FAQ: How do I find the eigenvectors for this matrix?

1. What are eigenvectors and why are they important?

Eigenvectors are a type of vector that represent a special set of directions in a vector space. They are important because they have a wide range of applications in fields such as physics, computer science, and engineering. They allow us to understand and solve complex problems involving systems of linear equations.

2. How do you find eigenvectors?

To find eigenvectors, we first need to find the eigenvalues of a given matrix. This can be done by solving the characteristic equation of the matrix. Once we have the eigenvalues, we can plug them back into the original matrix to find the corresponding eigenvectors. This process can be done by hand or using specialized software.

3. What is the significance of the eigenvector-eigenvalue relationship?

The eigenvector-eigenvalue relationship is significant because it allows us to decompose a complex matrix into simpler components. Eigenvectors represent the directions along which a matrix only stretches or shrinks, while eigenvalues represent the amount of stretching or shrinking. This makes it easier to analyze and understand the behavior of a matrix.

4. Can eigenvectors be negative?

Yes, eigenvectors can be negative. The magnitude and direction of an eigenvector are what matter, not the sign.
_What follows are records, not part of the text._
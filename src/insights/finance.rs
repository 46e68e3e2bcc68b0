//! Financial derivations - EMI, rental yield, cost totals, appreciation, ROI
//! Pure functions, each rejects negative/NaN/zero-denominator input

use crate::error::{non_negative, positive, InsightError, Result};
use crate::insights::types::{CostBreakdown, CostComponents, HiddenCost, LoanEligibility};

/// Appreciation over five years used across listing pages (1.65×)
pub const DEFAULT_FIVE_YEAR_APPRECIATION: f64 = 0.65;
pub const DEFAULT_DOWN_PAYMENT_FRACTION: f64 = 0.15;
pub const DEFAULT_LOAN_TERM_YEARS: f64 = 25.0;

const COST_EPSILON: f64 = 1e-6;

fn fraction(field: &'static str, value: f64) -> Result<f64> {
    if value.is_finite() && (0.0..=1.0).contains(&value) {
        Ok(value)
    } else {
        Err(InsightError::financial(field, value))
    }
}

/// Monthly installment estimate, rounded to whole rupees (half away from zero).
///
/// `principal × (1 − down_payment) / (term_years × 12)`
///
/// This is a straight-line split with no interest; it is NOT an amortized
/// EMI. Listing pages have always shown this figure, so it is kept as is.
pub fn emi(principal: f64, down_payment_fraction: f64, term_years: f64) -> Result<f64> {
    let principal = non_negative("principal", principal)?;
    let down_payment = fraction("downPaymentFraction", down_payment_fraction)?;
    let term_years = positive("termYears", term_years)?;

    let financed = principal * (1.0 - down_payment);
    Ok((financed / (term_years * 12.0)).round())
}

pub fn annual_rental_income(monthly_rent: f64) -> Result<f64> {
    Ok(non_negative("monthlyRent", monthly_rent)? * 12.0)
}

/// Gross yield as a ratio (0.042 = 4.2%)
pub fn gross_rental_yield(annual_rental_income: f64, property_value: f64) -> Result<f64> {
    let income = non_negative("annualRentalIncome", annual_rental_income)?;
    let value = positive("propertyValue", property_value)?;
    Ok(income / value)
}

/// Monthly rent implied by a yield ratio
pub fn monthly_rent_from_yield(property_value: f64, yield_ratio: f64) -> Result<f64> {
    let value = non_negative("propertyValue", property_value)?;
    let ratio = non_negative("yieldRatio", yield_ratio)?;
    Ok(value * ratio / 12.0)
}

/// Sum of the ten fixed cost heads plus every hidden cost
pub fn total_cost_breakdown(
    components: &CostComponents,
    hidden_costs: &[HiddenCost],
) -> Result<f64> {
    let fixed = components
        .entries()
        .into_iter()
        .try_fold(0.0, |sum, (field, amount)| {
            Ok::<_, InsightError>(sum + non_negative(field, amount)?)
        })?;

    let hidden = hidden_costs.iter().try_fold(0.0, |sum, cost| {
        Ok::<_, InsightError>(sum + non_negative("hiddenCosts.amount", cost.amount)?)
    })?;

    Ok(fixed + hidden)
}

impl CostBreakdown {
    /// The breakdown with its total rebuilt from the parts
    pub fn recomputed(self) -> Result<CostBreakdown> {
        let total = total_cost_breakdown(&self.components, &self.hidden_costs)?;
        Ok(CostBreakdown {
            total_estimated_cost: total,
            ..self
        })
    }

    /// Stored total disagrees with the parts
    pub fn has_drifted(&self) -> bool {
        match total_cost_breakdown(&self.components, &self.hidden_costs) {
            Ok(total) => (total - self.total_estimated_cost).abs() > COST_EPSILON,
            Err(_) => true,
        }
    }
}

/// Value after appreciating by `rate` (0.65 -> 1.65×)
pub fn five_year_appreciation(current_price: f64, rate: f64) -> Result<f64> {
    let price = non_negative("currentPrice", current_price)?;
    let rate = non_negative("appreciationRate", rate)?;
    Ok(price * (1.0 + rate))
}

/// Loan amount, down payment and EMI for a property value
pub fn loan_eligibility(
    property_value: f64,
    down_payment_fraction: f64,
    term_years: f64,
) -> Result<LoanEligibility> {
    let value = non_negative("propertyValue", property_value)?;
    let down_payment = fraction("downPaymentFraction", down_payment_fraction)?;
    let emi_estimate = emi(value, down_payment, term_years)?;

    Ok(LoanEligibility {
        max_loan_amount: value * (1.0 - down_payment),
        suggested_down_payment: value * down_payment,
        emi_estimate,
    })
}

/// Years of rent needed to recover the total cost
pub fn break_even_years(total_cost: f64, annual_rental_income: f64) -> Result<f64> {
    let cost = non_negative("totalCost", total_cost)?;
    let income = positive("annualRentalIncome", annual_rental_income)?;
    Ok(cost / income)
}

/// Total return ratio: (projected value + rent collected − cost) / cost
pub fn total_roi(total_cost: f64, projected_value: f64, cumulative_rent: f64) -> Result<f64> {
    let cost = positive("totalCost", total_cost)?;
    let value = non_negative("projectedValue", projected_value)?;
    let rent = non_negative("cumulativeRent", cumulative_rent)?;
    Ok((value + rent - cost) / cost)
}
In fact, negative eigenvectors can be useful in certain applications, such as in quantum mechanics.

5. What are some real-world applications of eigenvectors?

Eigenvectors have numerous real-world applications, such as in image and signal processing, data analysis, and network analysis. They are also used in machine learning algorithms, computer graphics, and quantum mechanics. In physics, eigenvectors are used to describe the behavior of systems in quantum mechanics and in analyzing the stability of physical systems such as bridges and buildings.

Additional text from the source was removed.